## Problem details:
Every entry must be given again exactly.
§ §
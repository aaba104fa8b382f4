use sea_orm::{DatabaseTransaction, QueryOrder, prelude::*};
use uuid::Uuid;

use crate::{
    Catalog, EngineError, Event, Ingredient, MenuItem, Recipe, RecipeComponent, RecipeItem,
    ResultEngine, StaffParticipation, StaffRole, events, ingredients, menu_items,
    recipe_components, recipe_items, recipes, staff_participations, staff_roles,
};

use super::Engine;

impl Engine {
    pub(super) async fn require_recipe_model(
        db_tx: &DatabaseTransaction,
        recipe_id: Uuid,
    ) -> ResultEngine<recipes::Model> {
        recipes::Entity::find_by_id(recipe_id)
            .one(db_tx)
            .await?
            .ok_or_else(|| EngineError::KeyNotFound(format!("recipe {recipe_id}")))
    }

    pub(super) async fn require_event_model(
        db_tx: &DatabaseTransaction,
        event_id: Uuid,
    ) -> ResultEngine<events::Model> {
        events::Entity::find_by_id(event_id)
            .one(db_tx)
            .await?
            .ok_or_else(|| EngineError::KeyNotFound(format!("event {event_id}")))
    }

    /// Recipe with its line items and components in insertion order.
    pub(super) async fn fetch_recipe(
        db_tx: &DatabaseTransaction,
        recipe_id: Uuid,
    ) -> ResultEngine<Recipe> {
        let model = Self::require_recipe_model(db_tx, recipe_id).await?;
        let items = model
            .find_related(recipe_items::Entity)
            .order_by_asc(recipe_items::Column::Position)
            .all(db_tx)
            .await?
            .into_iter()
            .map(RecipeItem::try_from)
            .collect::<ResultEngine<_>>()?;
        let components = model
            .find_related(recipe_components::Entity)
            .order_by_asc(recipe_components::Column::Position)
            .all(db_tx)
            .await?
            .into_iter()
            .map(RecipeComponent::try_from)
            .collect::<ResultEngine<_>>()?;
        Ok(Recipe {
            items,
            components,
            ..Recipe::try_from(model)?
        })
    }

    /// Event with its menu and staff in insertion order.
    pub(super) async fn fetch_event(
        db_tx: &DatabaseTransaction,
        event_id: Uuid,
    ) -> ResultEngine<Event> {
        let model = Self::require_event_model(db_tx, event_id).await?;
        let menu_items = model
            .find_related(menu_items::Entity)
            .order_by_asc(menu_items::Column::Position)
            .all(db_tx)
            .await?
            .into_iter()
            .map(MenuItem::try_from)
            .collect::<ResultEngine<_>>()?;
        let participations = model
            .find_related(staff_participations::Entity)
            .order_by_asc(staff_participations::Column::Position)
            .all(db_tx)
            .await?
            .into_iter()
            .map(StaffParticipation::try_from)
            .collect::<ResultEngine<_>>()?;
        Ok(Event {
            menu_items,
            participations,
            ..Event::try_from(model)?
        })
    }

    /// Add `roots` and everything reachable from them (sub-recipes and
    /// ingredients) to `catalog`.
    pub(super) async fn fetch_recipe_closure(
        db_tx: &DatabaseTransaction,
        roots: Vec<Uuid>,
        catalog: &mut Catalog,
    ) -> ResultEngine<()> {
        let mut pending = roots;
        while let Some(recipe_id) = pending.pop() {
            if catalog.recipes.contains_key(&recipe_id) {
                continue;
            }
            let recipe = Self::fetch_recipe(db_tx, recipe_id).await?;

            for item in &recipe.items {
                if catalog.ingredients.contains_key(&item.ingredient_id) {
                    continue;
                }
                let ingredient: Ingredient = ingredients::Entity::find_by_id(item.ingredient_id)
                    .one(db_tx)
                    .await?
                    .ok_or_else(|| {
                        EngineError::KeyNotFound(format!("ingredient {}", item.ingredient_id))
                    })?
                    .try_into()?;
                catalog.insert_ingredient(ingredient);
            }

            pending.extend(
                recipe
                    .components
                    .iter()
                    .map(|component| component.sub_recipe_id),
            );
            catalog.insert_recipe(recipe);
        }
        Ok(())
    }

    pub(super) async fn fetch_staff_roles(
        db_tx: &DatabaseTransaction,
        event: &Event,
        catalog: &mut Catalog,
    ) -> ResultEngine<()> {
        for participation in &event.participations {
            if catalog.staff_roles.contains_key(&participation.role_id) {
                continue;
            }
            let role: StaffRole = staff_roles::Entity::find_by_id(participation.role_id)
                .one(db_tx)
                .await?
                .ok_or_else(|| {
                    EngineError::KeyNotFound(format!("staff role {}", participation.role_id))
                })?
                .try_into()?;
            catalog.insert_staff_role(role);
        }
        Ok(())
    }
}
§ §
## Task answer:
repository aaba104fa8b382f4
use sea_orm::{DatabaseTransaction, QueryOrder, prelude::*};
use uuid::Uuid;

use crate::{
    Catalog, EngineError, Event, Ingredient, MenuItem, Recipe, RecipeComponent, RecipeItem,
    ResultEngine, StaffParticipation, StaffRole, events, ingredients, menu_items,
    recipe_components, recipe_items, recipes, staff_participations, staff_roles,
};

use super::Engine;

impl Engine {
    pub(super) async fn require_recipe_model(
        db_tx: &DatabaseTransaction,
        recipe_id: Uuid,
    ) -> ResultEngine<recipes::Model> {
        recipes::Entity::find_by_id(recipe_id)
            .one(db_tx)
            .await?
            .ok_or_else(|| EngineError::KeyNotFound(format!("recipe {recipe_id}")))
    }

    pub(super) async fn require_event_model(
        db_tx: &DatabaseTransaction,
        event_id: Uuid,
    ) -> ResultEngine<events::Model> {
        events::Entity::find_by_id(event_id)
            .one(db_tx)
            .await?
            .ok_or_else(|| EngineError::KeyNotFound(format!("event {event_id}")))
    }

    /// Recipe with its line items and components in insertion order.
    pub(super) async fn fetch_recipe(
        db_tx: &DatabaseTransaction,
        recipe_id: Uuid,
    ) -> ResultEngine<Recipe> {
        let model = Self::require_recipe_model(db_tx, recipe_id).await?;
        let items = model
            .find_related(recipe_items::Entity)
            .order_by_asc(recipe_items::Column::Position)
            .all(db_tx)
            .await?
            .into_iter()
            .map(RecipeItem::try_from)
            .collect::<ResultEngine<_>>()?;
        let components = model
            .find_related(recipe_components::Entity)
            .order_by_asc(recipe_components::Column::Position)
            .all(db_tx)
            .await?
            .into_iter()
            .map(RecipeComponent::try_from)
            .collect::<ResultEngine<_>>()?;
        Ok(Recipe {
            items,
            components,
            ..Recipe::try_from(model)?
        })
    }

    /// Event with its menu and staff in insertion order.
    pub(super) async fn fetch_event(
        db_tx: &DatabaseTransaction,
        event_id: Uuid,
    ) -> ResultEngine<Event> {
        let model = Self::require_event_model(db_tx, event_id).await?;
        let menu_items = model
            .find_related(menu_items::Entity)
            .order_by_asc(menu_items::Column::Position)
            .all(db_tx)
            .await?
            .into_iter()
            .map(MenuItem::try_from)
            .collect::<ResultEngine<_>>()?;
        let participations = model
            .find_related(staff_participations::Entity)
            .order_by_asc(staff_participations::Column::Position)
            .all(db_tx)
            .await?
            .into_iter()
            .map(StaffParticipation::try_from)
            .collect::<ResultEngine<_>>()?;
        Ok(Event {
            menu_items,
            participations,
            ..Event::try_from(model)?
        })
    }

    /// Add `roots` and everything reachable from them (sub-recipes and
    /// ingredients) to `catalog`.
    pub(super) async fn fetch_recipe_closure(
        db_tx: &DatabaseTransaction,
        roots: Vec<Uuid>,
        catalog: &mut Catalog,
    ) -> ResultEngine<()> {
        let mut pending = roots;
        while let Some(recipe_id) = pending.pop() {
            if catalog.recipes.contains_key(&recipe_id) {
                continue;
            }
            let recipe = Self::fetch_recipe(db_tx, recipe_id).await?;

            for item in &recipe.items {
                if catalog.ingredients.contains_key(&item.ingredient_id) {
                    continue;
                }
                let ingredient: Ingredient = ingredients::Entity::find_by_id(item.ingredient_id)
                    .one(db_tx)
                    .await?
                    .ok_or_else(|| {
                        EngineError::KeyNotFound(format!("ingredient {}", item.ingredient_id))
                    })?
                    .try_into()?;
                catalog.insert_ingredient(ingredient);
            }

            pending.extend(
                recipe
                    .components
                    .iter()
                    .map(|component| component.sub_recipe_id),
            );
            catalog.insert_recipe(recipe);
        }
        Ok(())
    }

    pub(super) async fn fetch_staff_roles(
        db_tx: &DatabaseTransaction,
        event: &Event,
        catalog: &mut Catalog,
    ) -> ResultEngine<()> {
        for participation in &event.participations {
            if catalog.staff_roles.contains_key(&participation.role_id) {
                continue;
            }
            let role: StaffRole = staff_roles::Entity::find_by_id(participation.role_id)
                .one(db_tx)
                .await?
                .ok_or_else(|| {
                    EngineError::KeyNotFound(format!("staff role {}", participation.role_id))
                })?
                .try_into()?;
            catalog.insert_staff_role(role);
        }
        Ok(())
    }
}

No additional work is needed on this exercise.